Teachers strike in NSW
Teachers strike in NSW

“We want more than thanks!” was the rallying cry of thousands of striking teachers who formed a sea of red outside the New South Wales parliament on 7 December. Hailing from across the state, their message to the premier and the education minister was that they had had enough. 

The government is offering a 2.5 percent pay increase, which barely keeps up with inflation. The union is demanding up to 7.5 percent to reflect the decline in teachers’ salaries relative to other skilled professions. 

Speakers at the rally talked about the endless paperwork, the weekends and evenings spent catching up on administration, and time taken out of teaching time to meet bureaucratic requirements. Teachers are demanding more planning time so they can deliver the quality education they believe students deserve.

Workloads are intensified by the serious teacher shortage in New South Wales. According to the education department’s own figures, there are 3,000 unfilled full-time positions in the state’s schools. Teachers are having to pick up the slack to keep the schools running. As a result of unmanageable workloads, the union says two-thirds of teachers are considering leaving the profession. Added to that is the toll that two years of online learning and supporting students through the pandemic has taken on educators.

While chatting with two teachers on the bus heading to the strike rally, I mentioned that I was studying to become a teacher. “Don’t do it!” was their emphatic response. “I’ve been teaching for 20 years”, one said, “and the workloads have never been this bad”. 

Their union t-shirts were emblazoned with the slogan “more than thanks” on the front. “Even a little thanks would be nice!” the younger teacher remarked. Instead, Education Minister Sarah Mitchell slammed the striking teachers, accusing the union of being a “protectionist racket” and “hellbent on hanging students out to dry for political purposes”.

Despite Mitchell’s claim that the strike was “pitting teachers, families and students against each other”, there is broad support for the teachers’ demands. A poll by the Sydney Morning Herald showed 83 percent of respondents supported the demand for a pay rise, reflecting the general sense in the community that teachers are not recognised for the crucial and difficult work they do.

The government’s 2.5 percent cap on public sector wage rises has come under fire from other unions this year with the Rail, Tram and Bus union taking industrial action over pay as well. Combined with the teachers’ strike, these high-profile sectors have the potential to defeat the policy, paving the way for real wage rises in the public sector. But this cannot be left to union officials, even those with the best negotiating strategies. Many teachers recognise that what is needed to win is concerted and ongoing strike action by public servants to put real pressure on the government.
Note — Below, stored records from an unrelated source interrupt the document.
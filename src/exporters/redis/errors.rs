// SPDX-License-Identifier: Apache-2.0

use std::fmt;
use thiserror::Error;

/// Errors establishing a broker connection. All of them are retried by
/// the connection manager except `InvalidAddress`.
#[derive(Error, Debug)]
pub enum BrokerError {
    #[error("Invalid broker address {address}: {reason}")]
    InvalidAddress { address: String, reason: String },

    #[error("Failed to connect to broker: {0}")]
    Connect(String),

    #[error("Broker health check failed: {0}")]
    HealthCheck(String),

    #[error("Timed out after {0:?}")]
    Timeout(std::time::Duration),
}

/// Why a single publish failed.
#[derive(Debug, Clone, Copy, PartialEq, Eq)]
pub enum PublishErrorKind {
    /// The connection is gone; a new one is needed.
    ConnectionLost,
    /// The broker answered with an error; the connection is still usable.
    BrokerRejected,
}

impl fmt::Display for PublishErrorKind {
    fn fmt(&self, f: &mut fmt::Formatter<'_>) -> fmt::Result {
        match self {
            PublishErrorKind::ConnectionLost => write!(f, "connection lost"),
            PublishErrorKind::BrokerRejected => write!(f, "broker rejected"),
        }
    }
}

#[derive(Error, Debug, Clone, PartialEq, Eq)]
#[error("Publish failed ({kind}): {reason}")]
pub struct PublishError {
    pub kind: PublishErrorKind,
    pub reason: String,
}

impl PublishError {
    pub fn connection_lost(reason: impl Into<String>) -> Self {
        Self {
            kind: PublishErrorKind::ConnectionLost,
            reason: reason.into(),
        }
    }

    pub fn rejected(reason: impl Into<String>) -> Self {
        Self {
            kind: PublishErrorKind::BrokerRejected,
            reason: reason.into(),
        }
    }

    pub fn is_connection_lost(&self) -> bool {
        self.kind == PublishErrorKind::ConnectionLost
    }
}

/// Returned by a connect loop that was stopped by shutdown.
#[derive(Error, Debug, Clone, Copy, PartialEq, Eq)]
#[error("Broker connect cancelled")]
pub struct Cancelled;

#[cfg(test)]
mod tests {
    use super::*;

    #[test]
    fn publish_error_display() {
        let e = PublishError::rejected("WRONGTYPE");
        assert_eq!(e.to_string(), "Publish failed (broker rejected): WRONGTYPE");
        assert!(!e.is_connection_lost());
        assert!(PublishError::connection_lost("reset").is_connection_lost());
    }
}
“Teachers got a glimpse of the kind of pressure they could bring to bear last week when 400 schools across the state were shut down for the day”, a delegate from a school in Sydney’s west told Red Flag. “For many teachers, this was their first strike and it really gave them a sense of the kind of power we have when we take action collectively.”

The union has not ruled out more industrial action. “If we want to win our demands”, the western Sydney teacher said, “we’ll need to continue to go on strike to show the government we are serious and if they want a functioning education system, where students receive quality education and teachers don’t leave the sector in droves, they are going to have to give us what we are asking for”.

This sentiment echoes that of the older teacher from the bus. “Everything we have today is because the unions fought for it”, she said. “We used to have rolling strikes where we’d shut down the schools for days. We’ll need more of those if we are going to get what we want this time.”